The Social Network è un film arrivato forse troppo presto. Era il 2010 quando David Fincher si apprestava a dirigere il biopic su una delle figure che più è stata capace di rivoluzionare il mondo in quegli anni. Sembra un anno che piano piano si allontana: nelle memorie, nelle abitudini quotidiane e nel progresso tecnologico il 2010 è ormai superato e già lo si guarda con un occhio nostalgico.
Eppure, Mark Zuckerberg fu capace di cambiare il mondo in soli tre anni: il 2007 ha visto la nascita di Facebook e solo tre anni dopo è uscito il film che narra su schermo le vicende di una storia anche abbastanza controversa. Per questo motivo si dice che sia quasi un titolo presentato con un pizzico di anticipo. Il cambiamento storico però era evidente e, soprattutto, sconvolgente.
The Social Network racconta appunto della nascita di Facebook, incentrando il fulcro della narrazione proprio sulla figura del suo inventore o, per meglio dire, colui che l’ha poi implementato. Come in The Founder, altra opera celebrativa dell’istinto imprenditoriale americano, le grandi figure come Zuckerberg o Ray Kroc non sono state abili nell’avere un’idea che rispondesse alle richieste del mercato ma sono stati furbi nell’adattare un’idea di altri alle aspettative del marcato stesso.

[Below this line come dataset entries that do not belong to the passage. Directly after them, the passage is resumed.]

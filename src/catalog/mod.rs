use crate::models::{PriceRange, Wine, WineFilter};
use std::collections::{HashMap, HashSet};
use tracing::info;

/// Fallback facet range when the catalog has no positive prices.
const DEFAULT_PRICE_RANGE: PriceRange = PriceRange {
    min: 10.0,
    max: 500.0,
};

/// Placeholder values some datasets use where a facet is missing.
const SENTINEL_VALUES: [&str; 3] = ["unknown", "n/a", "null"];

/// Lowercases and whitespace-tokenizes text, trimming non-alphanumeric
/// edges and discarding tokens of length <= 2.
pub fn tokenize(text: &str) -> Vec<String> {
    text.split_whitespace()
        .map(|raw| {
            raw.trim_matches(|c: char| !c.is_alphanumeric())
                .to_lowercase()
        })
        .filter(|token| token.len() > 2)
        .collect()
}

/// Owns the immutable wine collection for a session: derived facets,
/// an inverted token index over the records' text fields, and id lookup.
pub struct CatalogIndex {
    wines: Vec<Wine>,
    countries: Vec<String>,
    varieties: Vec<String>,
    price_range: PriceRange,
    token_index: HashMap<String, Vec<usize>>,
    id_index: HashMap<u32, usize>,
}

impl CatalogIndex {
    pub fn build(wines: Vec<Wine>) -> Self {
        let countries = distinct_facet(wines.iter().map(|w| w.country.as_deref()));
        let varieties = distinct_facet(wines.iter().map(|w| w.variety.as_deref()));

        let positive_prices: Vec<f32> =
            wines.iter().map(|w| w.price).filter(|p| *p > 0.0).collect();
        let price_range = if positive_prices.is_empty() {
            DEFAULT_PRICE_RANGE
        } else {
            PriceRange {
                min: positive_prices.iter().copied().fold(f32::INFINITY, f32::min),
                max: positive_prices
                    .iter()
                    .copied()
                    .fold(f32::NEG_INFINITY, f32::max),
            }
        };

        let mut token_index: HashMap<String, Vec<usize>> = HashMap::new();
        let mut id_index = HashMap::with_capacity(wines.len());
        for (idx, wine) in wines.iter().enumerate() {
            id_index.insert(wine.id, idx);

            let mut seen = HashSet::new();
            for field in [
                Some(wine.title.as_str()),
                wine.variety.as_deref(),
                wine.country.as_deref(),
                Some(wine.description.as_str()),
            ]
            .into_iter()
            .flatten()
            {
                for token in tokenize(field) {
                    if seen.insert(token.clone()) {
                        token_index.entry(token).or_default().push(idx);
                    }
                }
            }
        }

        info!(
            "Catalog index built: {} wines, {} countries, {} varieties, {} tokens",
            wines.len(),
            countries.len(),
            varieties.len(),
            token_index.len()
        );

        Self {
            wines,
            countries,
            varieties,
            price_range,
            token_index,
            id_index,
        }
    }

    pub fn wines(&self) -> &[Wine] {
        &self.wines
    }

    pub fn len(&self) -> usize {
        self.wines.len()
    }

    pub fn is_empty(&self) -> bool {
        self.wines.is_empty()
    }

    pub fn countries(&self) -> &[String] {
        &self.countries
    }

    pub fn varieties(&self) -> &[String] {
        &self.varieties
    }

    pub fn price_range(&self) -> PriceRange {
        self.price_range
    }

    /// Returns the records satisfying every present filter field, in
    /// catalog order. Variety and country match on case-insensitive
    /// substring containment, max_price is an inclusive upper bound.
    pub fn apply_filters(&self, filter: &WineFilter) -> Vec<&Wine> {
        let variety = filter.variety.as_ref().map(|v| v.to_lowercase());
        let country = filter.country.as_ref().map(|c| c.to_lowercase());

        self.wines
            .iter()
            .filter(|wine| {
                if let Some(wanted) = &variety {
                    let held = wine
                        .variety
                        .as_ref()
                        .map(|v| v.to_lowercase().contains(wanted.as_str()))
                        .unwrap_or(false);
                    if !held {
                        return false;
                    }
                }
                if let Some(wanted) = &country {
                    let held = wine
                        .country
                        .as_ref()
                        .map(|c| c.to_lowercase().contains(wanted.as_str()))
                        .unwrap_or(false);
                    if !held {
                        return false;
                    }
                }
                if let Some(max_price) = filter.max_price {
                    if wine.price > max_price {
                        return false;
                    }
                }
                true
            })
            .collect()
    }

    pub fn lookup_by_id(&self, id: u32) -> Option<&Wine> {
        self.id_index.get(&id).map(|idx| &self.wines[*idx])
    }

    /// Whether the record's indexed text contains the given token.
    pub fn record_has_token(&self, id: u32, token: &str) -> bool {
        let Some(idx) = self.id_index.get(&id) else {
            return false;
        };
        self.token_index
            .get(token)
            .map(|postings| postings.binary_search(idx).is_ok())
            .unwrap_or(false)
    }
}

fn distinct_facet<'a>(values: impl Iterator<Item = Option<&'a str>>) -> Vec<String> {
    let mut distinct: Vec<String> = values
        .flatten()
        .map(str::trim)
        .filter(|v| !v.is_empty() && !SENTINEL_VALUES.contains(&v.to_lowercase().as_str()))
        .map(str::to_string)
        .collect::<HashSet<_>>()
        .into_iter()
        .collect();
    distinct.sort();
    distinct
}
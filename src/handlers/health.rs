use crate::models::HealthResponse;
use actix_web::{get, HttpResponse};

#[get("/health")]
pub async fn health_check() -> HttpResponse {
    HttpResponse::Ok().json(HealthResponse {
        status: "ok".to_string(),
        timestamp: chrono::Utc::now().to_rfc3339(),
    })
}

#[cfg(test)]
mod tests {
    use super::*;
    use actix_web::{body::to_bytes, App};

    #[actix_web::test]
    async fn test_health_check_reports_ok() {
        let app = actix_web::test::init_service(App::new().service(health_check)).await;
        let request = actix_web::test::TestRequest::get()
            .uri("/health")
            .to_request();

        let response = actix_web::test::call_service(&app, request).await;
        assert!(response.status().is_success());

        let body = to_bytes(response.into_body()).await.unwrap();
        let json: serde_json::Value = serde_json::from_slice(&body).unwrap();
        assert_eq!(json["status"], "ok");
        assert!(json["timestamp"].as_str().is_some());
    }
}
//! Product store
//!
//! Owns every read and write of the `products` table and publishes the
//! live catalog feed. Each operation runs the blocking SQLite work on the
//! runtime's blocking pool so a UI event loop calling in is never stalled.

use std::sync::Arc;

use rusqlite::{Connection, OptionalExtension};
use tokio::sync::watch;

use shelf_storage::Database;

use crate::error::CatalogError;
use crate::product::{Product, ProductId};
use crate::Result;

pub struct ProductStore {
    /// Database for persistence
    db: Database,
    /// Current catalog, re-published after every write
    catalog: Arc<watch::Sender<Vec<Product>>>,
}

impl ProductStore {
    /// Build the store and seed the catalog feed with the current rows.
    pub fn new(db: Database) -> Result<Self> {
        let initial = db.with_connection(read_catalog)?;
        let (catalog, _) = watch::channel(initial);

        Ok(Self {
            db,
            catalog: Arc::new(catalog),
        })
    }

    /// Insert or replace a product.
    ///
    /// A record without an id is inserted and the store assigns one; a
    /// record with an id replaces that row's content entirely, inserting
    /// if the id is vacant. The updated catalog is published before this
    /// returns, so the next snapshot a subscriber sees includes the write.
    pub async fn upsert(&self, product: Product) -> Result<()> {
        let db = self.db.clone();
        let catalog = Arc::clone(&self.catalog);

        tokio::task::spawn_blocking(move || -> Result<()> {
            db.with_connection(|conn| {
                let product_id = match product.id {
                    Some(id) => {
                        conn.execute(
                            "INSERT OR REPLACE INTO products (id, title, description, image, price)
                             VALUES (?1, ?2, ?3, ?4, ?5)",
                            rusqlite::params![
                                id,
                                product.title,
                                product.description,
                                product.image,
                                product.price,
                            ],
                        )?;
                        id
                    }
                    None => {
                        conn.execute(
                            "INSERT INTO products (title, description, image, price)
                             VALUES (?1, ?2, ?3, ?4)",
                            rusqlite::params![
                                product.title,
                                product.description,
                                product.image,
                                product.price,
                            ],
                        )?;
                        conn.last_insert_rowid()
                    }
                };

                // Publish while still holding the connection so snapshots
                // can never go out in a different order than the writes
                let snapshot = read_catalog(conn)?;
                catalog.send_replace(snapshot);

                tracing::info!(product_id, "Saved product");
                Ok(())
            })?;
            Ok(())
        })
        .await?
    }

    /// One-shot lookup by id.
    pub async fn get(&self, id: ProductId) -> Result<Product> {
        let db = self.db.clone();

        tokio::task::spawn_blocking(move || -> Result<Product> {
            let product = db.with_connection(|conn| {
                let product = conn
                    .query_row(
                        "SELECT id, title, description, image, price
                         FROM products WHERE id = ?1",
                        [id],
                        row_to_product,
                    )
                    .optional()?;
                Ok(product)
            })?;

            product.ok_or(CatalogError::NotFound(id))
        })
        .await?
    }

    /// Subscribe to the live catalog.
    ///
    /// The receiver observes the current catalog as its first delivery and
    /// a fresh full snapshot after every mutation. Dropping it is the only
    /// way to unsubscribe, and has no other effect.
    pub fn watch(&self) -> watch::Receiver<Vec<Product>> {
        let mut rx = self.catalog.subscribe();
        rx.mark_changed();
        rx
    }
}

impl Clone for ProductStore {
    fn clone(&self) -> Self {
        Self {
            db: self.db.clone(),
            catalog: Arc::clone(&self.catalog),
        }
    }
}

fn row_to_product(row: &rusqlite::Row<'_>) -> rusqlite::Result<Product> {
    Ok(Product {
        id: Some(row.get(0)?),
        title: row.get(1)?,
        description: row.get(2)?,
        image: row.get(3)?,
        price: row.get(4)?,
    })
}

/// Load all rows in storage order.
fn read_catalog(conn: &Connection) -> shelf_storage::Result<Vec<Product>> {
    let mut stmt = conn.prepare("SELECT id, title, description, image, price FROM products")?;
    let rows = stmt.query_map([], row_to_product)?;

    let mut products = Vec::new();
    for row in rows {
        products.push(row?);
    }

    Ok(products)
}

In The Social Network si vede come l’idea iniziale del fondatore di Facebook fosse quella di far girare per l’ateneo un sito becero dove poter commentare (votando anche numericamente) le ragazze dell’università, il tutto dopo una comunissima delusione amorosa che, evidentemente, lo stesso non ha saputo ammortizzare.

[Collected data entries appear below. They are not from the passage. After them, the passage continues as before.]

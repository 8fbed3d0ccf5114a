//! Product data structure

use serde::{Deserialize, Serialize};

/// Row id assigned by the store on first insert.
pub type ProductId = i64;

#[derive(Debug, Clone, PartialEq, Serialize, Deserialize)]
pub struct Product {
    /// Unique identifier; `None` until the store assigns one
    pub id: Option<ProductId>,
    /// Display title
    pub title: String,
    /// Longer description shown on the detail form
    pub description: String,
    /// URI of the product image; the catalog never owns the image bytes
    pub image: String,
    /// Unit price
    pub price: f64,
}

impl Product {
    /// Build a record that has not been persisted yet.
    pub fn new(
        title: impl Into<String>,
        description: impl Into<String>,
        image: impl Into<String>,
        price: f64,
    ) -> Self {
        Self {
            id: None,
            title: title.into(),
            description: description.into(),
            image: image.into(),
            price,
        }
    }

    /// Whether the store has assigned an id to this record.
    pub fn is_persisted(&self) -> bool {
        self.id.is_some()
    }
}

#[cfg(test)]
mod tests {
    use super::*;

    #[test]
    fn test_new_product_is_unassigned() {
        let product = Product::new("Lamp", "Desk lamp", "img://1", 19.99);
        assert_eq!(product.id, None);
        assert!(!product.is_persisted());
        assert_eq!(product.title, "Lamp");
    }

    #[test]
    fn test_wire_shape() {
        let product = Product {
            id: Some(3),
            title: "Lamp".to_string(),
            description: "Desk lamp".to_string(),
            image: "img://1".to_string(),
            price: 19.99,
        };

        let json = serde_json::to_value(&product).unwrap();
        assert_eq!(json["id"], 3);
        assert_eq!(json["title"], "Lamp");
        assert_eq!(json["price"], 19.99);

        let back: Product = serde_json::from_value(json).unwrap();
        assert_eq!(back, product);
    }
}
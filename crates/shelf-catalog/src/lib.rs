//! Shelf Product Catalog
//!
//! The product entity, the store that persists it, and the live catalog
//! feed the list screen subscribes to. Form-level validation lives in
//! [`ProductDraft`]; the store itself persists whatever it is handed.

mod draft;
mod error;
mod product;
mod store;

pub use draft::ProductDraft;
pub use error::{CatalogError, DraftError};
pub use product::{Product, ProductId};
pub use store::ProductStore;

pub type Result<T> = std::result::Result<T, CatalogError>;
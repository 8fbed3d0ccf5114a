//! Core error types

use thiserror::Error;

#[derive(Error, Debug)]
pub enum CoreError {
    #[error("Storage error: {0}")]
    Storage(#[from] shelf_storage::StorageError),

    #[error("Catalog error: {0}")]
    Catalog(#[from] shelf_catalog::CatalogError),

    #[error("I/O error: {0}")]
    Io(#[from] std::io::Error),

    #[error("Configuration error: {0}")]
    Config(String),
}
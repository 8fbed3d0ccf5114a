//! Shelf Core
//!
//! Central coordination layer for the Shelf catalog app. The presentation
//! shell owns rendering; everything stateful lives behind [`Shop`].

mod config;
mod error;
mod shop;

pub use config::Config;
pub use error::CoreError;
pub use shop::Shop;

// Re-export core components
pub use shelf_catalog::{
    CatalogError, DraftError, Product, ProductDraft, ProductId, ProductStore,
};
pub use shelf_storage::{Database, StorageError};

pub type Result<T> = std::result::Result<T, CoreError>;

/// Initialize logging
pub fn init_logging() {
    use tracing_subscriber::{fmt, EnvFilter};

    let filter = EnvFilter::try_from_default_env().unwrap_or_else(|_| EnvFilter::new("info"));

    fmt().with_env_filter(filter).with_target(true).init();
}
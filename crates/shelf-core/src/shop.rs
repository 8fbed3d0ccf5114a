//! Main application state container
//!
//! The shop owns the one database connection and the product store built
//! on it. It is opened once at startup and cloned into every consumer;
//! clones share the same underlying state.

use tokio::sync::watch;

use shelf_catalog::{Product, ProductId, ProductStore};
use shelf_storage::Database;

use crate::config::Config;
use crate::Result;

pub struct Shop {
    /// Configuration
    config: Config,
    /// Database
    db: Database,
    /// Product store with the live catalog feed
    products: ProductStore,
}

impl Shop {
    /// Open the shop: create the data directory, open the database, and
    /// seed the catalog feed.
    pub fn open(config: Config) -> Result<Self> {
        // Ensure data directory exists
        if let Some(parent) = config.database_path.parent() {
            std::fs::create_dir_all(parent)?;
        }

        let db = Database::open(&config.database_path)?;
        let products = ProductStore::new(db.clone())?;

        tracing::info!(path = %config.database_path.display(), "Shop opened");

        Ok(Self {
            config,
            db,
            products,
        })
    }

    // === Catalog operations ===

    pub fn products(&self) -> &ProductStore {
        &self.products
    }

    pub async fn upsert_product(&self, product: Product) -> Result<()> {
        Ok(self.products.upsert(product).await?)
    }

    pub async fn product(&self, id: ProductId) -> Result<Product> {
        Ok(self.products.get(id).await?)
    }

    pub fn watch_products(&self) -> watch::Receiver<Vec<Product>> {
        self.products.watch()
    }

    // === Config ===

    pub fn config(&self) -> &Config {
        &self.config
    }

    pub fn database(&self) -> &Database {
        &self.db
    }
}

impl Clone for Shop {
    fn clone(&self) -> Self {
        Self {
            config: self.config.clone(),
            db: self.db.clone(),
            products: self.products.clone(),
        }
    }
}
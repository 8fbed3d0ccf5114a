//! Application configuration

use serde::{Deserialize, Serialize};
use std::path::PathBuf;

#[derive(Debug, Clone, Serialize, Deserialize)]
pub struct Config {
    /// Path to the database file
    pub database_path: PathBuf,
}

impl Config {
    pub fn new(data_dir: PathBuf) -> Self {
        Self {
            database_path: data_dir.join("shelf.db"),
        }
    }

    pub fn data_dir() -> PathBuf {
        dirs::data_local_dir()
            .map(|d| d.join("Shelf"))
            .unwrap_or_else(|| PathBuf::from(".shelf"))
    }
}

impl Default for Config {
    fn default() -> Self {
        Self::new(Self::data_dir())
    }
}

// Simple dirs implementation for common directories
mod dirs {
    use std::path::PathBuf;

    pub fn data_local_dir() -> Option<PathBuf> {
        #[cfg(target_os = "windows")]
        {
            std::env::var("LOCALAPPDATA").ok().map(PathBuf::from)
        }
        #[cfg(target_os = "macos")]
        {
            std::env::var("HOME")
                .ok()
                .map(|h| PathBuf::from(h).join("Library/Application Support"))
        }
        #[cfg(target_os = "linux")]
        {
            std::env::var("XDG_DATA_HOME")
                .ok()
                .map(PathBuf::from)
                .or_else(|| {
                    std::env::var("HOME")
                        .ok()
                        .map(|h| PathBuf::from(h).join(".local/share"))
                })
        }
        #[cfg(not(any(target_os = "windows", target_os = "macos", target_os = "linux")))]
        {
            None
        }
    }
}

Solo in seguito verrà a conoscenza di un’idea migliore, quella dei fratelli Winklevoss, e svilupperà un concetto che avrebbe poi portato lui e il povero Eduardo Saverin (suo collaboratore) a un successo sfrenato. Per creare Facebook i due si sono dovuti immergere nel contesto sociale di Harvard e cercare di adattare il loro prodotto all’ambiente studentesco che li circondava. Iconica la scena in cui, per assumere nuovo “personale”, Zuckerberg organizza un assesment alcolico per vedere chi era in grado di codificare a PC senza cedere al potere inebriante dei drink offerti.

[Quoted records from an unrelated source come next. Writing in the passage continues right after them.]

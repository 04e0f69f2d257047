//! Book entity and its admission rules.

use chrono::{DateTime, NaiveDate, Utc};
use serde::{Deserialize, Serialize};

use librarian_core::{BookId, DomainError, DomainResult, Entity, ShelfId};

use crate::shelf::Shelf;
use crate::snapshot::Snapshot;

/// A book occupying one position on a shelf.
///
/// `name` is the author; the `(title, name)` pair identifies the work.
#[derive(Debug, Clone, PartialEq, Eq, Serialize, Deserialize)]
pub struct Book {
    pub id: BookId,
    pub title: String,
    pub name: String,
    pub shelf_id: ShelfId,
    pub position: u32,
    /// Minimum borrower age; absent means no restriction.
    pub age_limit: Option<u32>,
    /// Maximum borrowing duration in days; absent means unlimited.
    pub duration_limit: Option<u32>,
}

impl Book {
    /// Display label, e.g. `Frederick P. Brooks Jr. – The Mythical Man-Month`.
    pub fn display_text(&self) -> String {
        format!("{} – {}", self.name, self.title)
    }

    /// Physical locator label, e.g. `3-12` for shelf number 3, position 12.
    pub fn identifier_code(&self, shelf: &Shelf) -> String {
        format!("{}-{}", shelf.number, self.position)
    }

    /// The candidate view of this book's current field values.
    pub fn as_candidate(&self) -> NewBook {
        NewBook {
            title: self.title.clone(),
            name: self.name.clone(),
            shelf_id: self.shelf_id,
            position: self.position,
            age_limit: self.age_limit,
            duration_limit: self.duration_limit,
        }
    }
}

impl Entity for Book {
    type Id = BookId;

    fn id(&self) -> BookId {
        self.id
    }
}

/// A book candidate: the full post-edit field set submitted for admission.
/// Also the insert payload (the store assigns the id).
#[derive(Debug, Clone, PartialEq, Eq, Serialize, Deserialize)]
pub struct NewBook {
    pub title: String,
    pub name: String,
    pub shelf_id: ShelfId,
    pub position: u32,
    pub age_limit: Option<u32>,
    pub duration_limit: Option<u32>,
}

impl NewBook {
    pub fn with_id(self, id: BookId) -> Book {
        Book {
            id,
            title: self.title,
            name: self.name,
            shelf_id: self.shelf_id,
            position: self.position,
            age_limit: self.age_limit,
            duration_limit: self.duration_limit,
        }
    }
}

/// Admit or reject a book candidate against current store state.
///
/// `prior` is the book's own id on update (excluded from uniqueness checks
/// and used to look up the active borrowing); `None` on add. `today`/`now`
/// feed the borrower-age and borrowing-duration rules.
pub fn admit(
    candidate: &NewBook,
    prior: Option<BookId>,
    snap: &Snapshot,
    today: NaiveDate,
    now: DateTime<Utc>,
) -> DomainResult<()> {
    if candidate.position < 1 {
        return Err(DomainError::rule("Position", "Invalid value"));
    }

    let Some(shelf) = snap.shelf(candidate.shelf_id) else {
        return Err(DomainError::rule("ShelfId", "No such shelf"));
    };

    if candidate.position > shelf.capacity {
        return Err(DomainError::rule("Position", "Position exceeds shelf capacity"));
    }

    let collision = snap.books.iter().any(|b| {
        b.shelf_id == candidate.shelf_id && b.position == candidate.position && Some(b.id) != prior
    });
    if collision {
        return Err(DomainError::rule("Position", "There's already a book there"));
    }

    let duplicate_work = snap
        .books
        .iter()
        .any(|b| b.title == candidate.title && b.name == candidate.name && Some(b.id) != prior);
    if duplicate_work {
        return Err(DomainError::rule("Title", "There's already such a book"));
    }

    // Tightening a limit must not retroactively disqualify the current holder.
    if let Some(id) = prior {
        if let Some(active) = snap.open_borrowing_for_book(id) {
            if let (Some(limit), Some(holder)) = (candidate.age_limit, snap.client(active.client_id))
            {
                if i64::from(limit) >= i64::from(holder.age_on(today)) {
                    return Err(DomainError::rule(
                        "AgeLimit",
                        "The book is currently borrowed by a younger client",
                    ));
                }
            }

            if let Some(limit) = candidate.duration_limit {
                if i64::from(limit) < active.duration_days(now) {
                    return Err(DomainError::rule(
                        "DurationLimit",
                        "The book is currently borrowed longer",
                    ));
                }
            }
        }
    }

    Ok(())
}

/// Admit or reject deleting the book with the given id.
pub fn admit_delete(id: BookId, snap: &Snapshot) -> DomainResult<()> {
    if snap.book(id).is_none() {
        return Err(DomainError::not_found("book"));
    }

    if snap.open_borrowing_for_book(id).is_some() {
        return Err(DomainError::rule("", "Can't delete the currently borrowed book"));
    }

    Ok(())
}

Nel momento in cui il social network cominciava ad attecchire nel tessuto harvardiano, si fa riferimento a personalità famose dell’istituto che già lo utilizzavano o che comunque avevano avuto a che fare con esso. Si nomina anche un’attrice, una star di Hollywood che aveva studiato proprio lì. In pochi sanno che questa celebrità alla quale si fa riferimento è Natalie Portman.
L’attrice, da poco al cinema con Thor: Love and Thunder, collaborò anche parzialmente alla stesura della sceneggiatura. Per essere più precisi, aiutò gli autori dello script a delineare, in maniera dettagliata, le abitudini studentesche di Harvard e i profili socioculturali dei suoi alunni.
In particolare, Natalie Portman avrebbe dato indicazioni sulla struttura dei final club (le confraternite o semplici gruppi di aggregazione che si erano creati e che definivano lo sviluppo sociale di un individuo). Essa stessa dichiarò di aver studiato a Harvard dal 1999 al 2003 e di aver frequentato un ragazzo della rinomata Porcelain (la stessa casa dei fratelli Winklevoss).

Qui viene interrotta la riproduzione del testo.